The song uses the music from the Irish folk song "She Moved Through the Fair", but has completely different words.
Jim Kerr recalled in 1000 UK Number 1 Hits why he used the melody, "I first heard the melody (of She Moved Through The Fair) a few days after the Enniskillen bombing (when a bomb planted by the IRA exploded during a Remembrance Day service at Enniskillen in County Fermanagh, killing 12 people and injuring at least 63), and like everybody when you see the images I was sick. In the second part of the song, I'm trying to relate to people in Northern Ireland who lost loved ones. I'm trying to talk about the madness, the sadness and the emptiness. I'm not saying I have any pearls of wisdom, but I have a few questions to ask".
The song received rave reviews, receiving a five-star review in Q magazine. In a retrospective review of the single, AllMusic journalist Dave Thompson described "Belfast Child" as being "an epic, heartstring-tugging song. The piece gains even more power in its second half, when the drums and guitar kick in, and the arrangement billows out with instrumentation."
Nonetheless the song has also received bad press. In a run-down of each UK number one single ever, Tom Ewing of FreakyTrigger gave the song 1/10, saying it "takes the grubby, botched, intractable brutality of the Troubles and makes them sound grand and mythic."

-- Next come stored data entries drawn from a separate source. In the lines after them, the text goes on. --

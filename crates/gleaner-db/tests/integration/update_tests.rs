use chrono::{TimeDelta, Utc};

use crate::common::{new_update, setup_file_db, setup_test_db};

#[tokio::test]
async fn duplicate_fingerprint_is_not_recorded() {
    let db = setup_test_db().await;
    let repo = db.update_repo();

    let first = repo
        .insert_if_absent(&new_update("https://example.com/post"))
        .await
        .unwrap();
    // Same link seen again later, with a fragment the fingerprint ignores.
    let again = repo
        .insert_if_absent(&new_update("https://example.com/post#comments"))
        .await
        .unwrap();

    assert!(first.is_some());
    assert_eq!(again, None);
    assert_eq!(repo.list_updates(10).await.unwrap().len(), 1);
}

#[tokio::test]
async fn list_is_newest_first_with_limit() {
    let db = setup_test_db().await;
    let repo = db.update_repo();
    let base = Utc::now() - TimeDelta::hours(1);

    for i in 0..4 {
        let mut update = new_update(&format!("https://example.com/{i}"));
        update.discovered_at = base + TimeDelta::minutes(i);
        repo.insert_if_absent(&update).await.unwrap();
    }

    let listed = repo.list_updates(2).await.unwrap();

    assert_eq!(listed.len(), 2);
    assert_eq!(listed[0].page_url, "https://example.com/3");
    assert_eq!(listed[1].page_url, "https://example.com/2");
    assert_eq!(listed[0].title, "A post");
}

#[tokio::test]
async fn delete_one_and_all() {
    let db = setup_test_db().await;
    let repo = db.update_repo();

    let id = repo
        .insert_if_absent(&new_update("https://example.com/a"))
        .await
        .unwrap()
        .unwrap();
    repo.insert_if_absent(&new_update("https://example.com/b"))
        .await
        .unwrap();
    repo.insert_if_absent(&new_update("https://example.com/c"))
        .await
        .unwrap();

    assert!(repo.delete_update(id).await.unwrap());
    assert!(!repo.delete_update(id).await.unwrap());
    assert_eq!(repo.delete_all_updates().await.unwrap(), 2);
    assert!(repo.list_updates(10).await.unwrap().is_empty());

    // A deleted link counts as new again.
    assert!(
        repo.insert_if_absent(&new_update("https://example.com/a"))
            .await
            .unwrap()
            .is_some()
    );
}

#[tokio::test]
async fn concurrent_inserts_record_exactly_once() {
    let (db, _dir) = setup_file_db().await;

    let attempts = (0..8).map(|_| {
        let repo = db.update_repo();
        tokio::spawn(async move {
            repo.insert_if_absent(&new_update("https://example.com/race"))
                .await
        })
    });
    let outcomes = futures::future::join_all(attempts).await;

    let inserted = outcomes
        .into_iter()
        .map(|joined| joined.unwrap().unwrap())
        .filter(Option::is_some)
        .count();
    assert_eq!(inserted, 1);
    assert_eq!(db.update_repo().list_updates(10).await.unwrap().len(), 1);
}
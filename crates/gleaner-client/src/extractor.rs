use gleaner_core::models::{LinkCandidate, PageContent};
use gleaner_core::traits::Extractor;
use url::Url;

use crate::content::{extract_body, extract_title};
use crate::document::{Document, collapse_whitespace, parent_element, visible_text};
use crate::structured::{extract_structured, resolve};

/// [`Extractor`] backed by the tolerant `scraper` document tree.
#[derive(Debug, Clone, Copy, Default)]
pub struct HtmlExtractor;

impl HtmlExtractor {
    pub fn new() -> Self {
        Self
    }
}

impl Extractor for HtmlExtractor {
    fn extract(&self, body: &[u8], base_url: &str) -> PageContent {
        let doc = Document::parse(body);
        PageContent {
            title: extract_title(&doc),
            body: extract_body(&doc),
            payload: extract_structured(&doc, base_url),
        }
    }

    fn links(&self, body: &[u8], page_url: &str) -> Vec<LinkCandidate> {
        let doc = Document::parse(body);
        let base = Url::parse(page_url).ok();

        doc.select("a[href]")
            .into_iter()
            .filter_map(|anchor| {
                let href = anchor.value().attr("href")?.trim();
                if href.is_empty() {
                    return None;
                }
                let url = resolve(base.as_ref(), href)?;
                let context_text = parent_element(anchor)
                    .map(|parent| collapse_whitespace(&visible_text(parent)))
                    .unwrap_or_default();
                Some(LinkCandidate {
                    url,
                    title: collapse_whitespace(&visible_text(anchor)),
                    anchor_html: anchor.html(),
                    context_text,
                })
            })
            .collect()
    }
}
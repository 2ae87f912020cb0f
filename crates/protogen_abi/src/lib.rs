//! Provide the canonical ABI vocabulary shared by the builtin-prototype generator and the VM headers.
//!
//! The generator must produce tables that are binary-compatible with handwritten VM headers. Every spelling the two
//! sides agree on (calling-convention parameters, return types, flag macros, enum prefixes, table symbols) lives
//! here so the generator never compares against ad hoc string literals.
//!
//! ## Notes
//!
//! - This is a vocabulary crate: **no IO**, no global state, no generator-specific types.
//! - Values mirror `devs_internal.h` and are kept in sync with it by hand. [`FIRST_BUILTIN_FUNCTION`] and the
//!   flat-function-table symbols in [`symbols`] are part of that hand-kept contract; a drift in the ID base or the
//!   argument ceiling is caught by the `STATIC_ASSERT`s the generator emits, a renamed symbol by the C compiler.
//! - The VM's object-type enum is not mirrored here. The generator emits master-table slots for the object keys it
//!   observes; embedders that want a slot per VM type pass the enum's keys through the generator config.
//!
//! ## Examples
//! ```rust
//! use protogen_abi::{CTX_PARAM, SELF_PARAM, prototype_key};
//!
//! assert_eq!(CTX_PARAM, "devs_ctx_t *ctx");
//! assert_eq!(SELF_PARAM, "value_t self");
//! assert_eq!(prototype_key("Buffer"), "Buffer_prototype");
//! ```

pub mod flags;
pub mod kinds;
pub mod symbols;

pub use flags::{BuiltinFlag, BuiltinFlags};
pub use kinds::{DeclKindId, ReturnKindId};

/// Spelling of the mandatory first (context) parameter of every builtin.
pub const CTX_PARAM: &str = "devs_ctx_t *ctx";

/// Spelling of the optional receiver parameter that binds a builtin to an object prototype.
pub const SELF_PARAM: &str = "value_t self";

/// The VM value type; the only accepted parameter type and the synchronous return type.
pub const VALUE_TYPE: &str = "value_t";

/// Return type marking an asynchronous builtin.
pub const VOID_TYPE: &str = "void";

/// Suffix appended to a class name for instance-bound (prototype) builtins.
pub const PROTOTYPE_SUFFIX: &str = "_prototype";

/// ID of the first builtin function; must match `DEVS_FIRST_BUILTIN_FUNCTION` in the VM headers.
pub const FIRST_BUILTIN_FUNCTION: u32 = 50000;

/// Header included at the top of the generated translation unit.
pub const INTERNAL_HEADER: &str = "devs_internal.h";

/// File name of the generated translation unit, placed next to the first input.
pub const OUTPUT_FILE_NAME: &str = "protogen.c";

/// Build the object key of an instance-bound builtin.
///
/// ## Examples
/// ```rust
/// assert_eq!(protogen_abi::prototype_key("Foo"), "Foo_prototype");
/// ```
pub fn prototype_key(class_name: &str) -> String {
    format!("{class_name}{PROTOTYPE_SUFFIX}")
}
//! Source scanner for builtin declarations
//!
//! The scanner is a filter, not a parser: it walks a source file line by line and picks out single-line
//! declarations of the shape
//!
//! ```text
//! <ret> fun_<Class>_<method>(<params>)
//! <ret> prop_<Class>_<method>(<params>)
//! ```
//!
//! anchored at the start of the line. Everything else (including multi-line declarations) is skipped silently, so
//! annotated declarations can live inside arbitrary C sources.

use std::path::{Path, PathBuf};

use protogen_abi::DeclKindId;
use protogen_abi::kinds::DECL_KINDS;
use regex::Regex;

/// A source file read into memory.
#[derive(Debug, Clone)]
pub struct SourceFile {
    pub path: PathBuf,
    pub text: String,
}

impl SourceFile {
    pub fn new(path: impl Into<PathBuf>, text: impl Into<String>) -> Self {
        Self {
            path: path.into(),
            text: text.into(),
        }
    }

    /// Path as shown in diagnostics.
    pub fn display_name(&self) -> String {
        self.path.display().to_string()
    }

    /// File name without directories, as echoed into the generated output.
    pub fn base_name(&self) -> String {
        self.path
            .file_name()
            .map(|n| n.to_string_lossy().into_owned())
            .unwrap_or_else(|| self.display_name())
    }

    pub fn path(&self) -> &Path {
        &self.path
    }
}

/// One matched declaration line.
#[derive(Debug, Clone, PartialEq, Eq)]
pub struct Declaration {
    /// 1-based line number
    pub line: usize,
    /// Matched text, from the return type through the closing parenthesis
    pub prototype: String,
    pub return_type: String,
    /// Dispatcher symbol, e.g. `fun_Buffer_alloc`
    pub dispatcher: String,
    pub kind: DeclKindId,
    pub class_name: String,
    pub method: String,
    /// Everything between the parentheses
    pub raw_params: String,
}

impl Declaration {
    /// Parameter list split on commas, each entry trimmed.
    ///
    /// An empty list yields a single empty entry, so a missing ctx parameter is still reported.
    pub fn params(&self) -> Vec<&str> {
        self.raw_params.split(',').map(str::trim).collect()
    }

    /// C forward declaration of the dispatcher.
    pub fn forward_declaration(&self) -> String {
        format!("{};", self.prototype)
    }
}

/// Compiled declaration grammar.
#[derive(Debug, Clone)]
pub struct DeclPattern {
    re: Regex,
}

impl DeclPattern {
    pub fn new() -> Self {
        let re = Regex::new(&Self::source()).expect("INVARIANT: declaration grammar is a valid regex");
        Self { re }
    }

    /// Regex source of the grammar.
    ///
    /// Identifier classes are ASCII-only; class names exclude `_` so the first underscore after the class ends it.
    pub fn source() -> String {
        let prefixes: Vec<&str> = DECL_KINDS.iter().map(|k| k.prefix()).collect();
        format!(
            r"^([A-Za-z0-9_]+) (({})_([A-Za-z0-9]+)_([A-Za-z0-9_]+))\((.*)\)",
            prefixes.join("|")
        )
    }

    /// Match one physical line.
    pub fn match_line(&self, line: &str, line_no: usize) -> Option<Declaration> {
        let caps = self.re.captures(line)?;
        let kind = DeclKindId::from_prefix(&caps[3])?;
        Some(Declaration {
            line: line_no,
            prototype: caps[0].to_string(),
            return_type: caps[1].to_string(),
            dispatcher: caps[2].to_string(),
            kind,
            class_name: caps[4].to_string(),
            method: caps[5].to_string(),
            raw_params: caps[6].to_string(),
        })
    }

    pub fn is_match(&self, line: &str) -> bool {
        self.re.is_match(line)
    }
}

impl Default for DeclPattern {
    fn default() -> Self {
        Self::new()
    }
}

/// Lazy iterator over the declarations of one source text.
pub struct Scanner<'a> {
    pattern: &'a DeclPattern,
    lines: std::str::Lines<'a>,
    line: usize,
}

impl<'a> Scanner<'a> {
    pub fn new(pattern: &'a DeclPattern, text: &'a str) -> Self {
        Self {
            pattern,
            lines: text.lines(),
            line: 0,
        }
    }

    /// Line number of the most recently read line (0 before the first).
    pub fn line(&self) -> usize {
        self.line
    }
}

impl Iterator for Scanner<'_> {
    type Item = Declaration;

    fn next(&mut self) -> Option<Declaration> {
        for text in self.lines.by_ref() {
            self.line += 1;
            if let Some(decl) = self.pattern.match_line(text, self.line) {
                return Some(decl);
            }
            tracing::trace!(line = self.line, "skipped");
        }
        None
    }
}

A cover of Sydney Wayser was used for the trailer of the 2014 film Exodus: Gods and Kings.
The music video to the song was shot in black and white and displays poignant footage of children and deprivation in Belfast. It was directed by Andy Morahan and edited by Mark Alchin.
The B-side of the single was "Mandela Day", a song recorded to commemorate and performed at the Nelson Mandela 70th Birthday Tribute concert on 11 June 1988 though not released commercially until its inclusion on this single. The CD single and the 12" editions added a cover of Peter Gabriel's "Biko"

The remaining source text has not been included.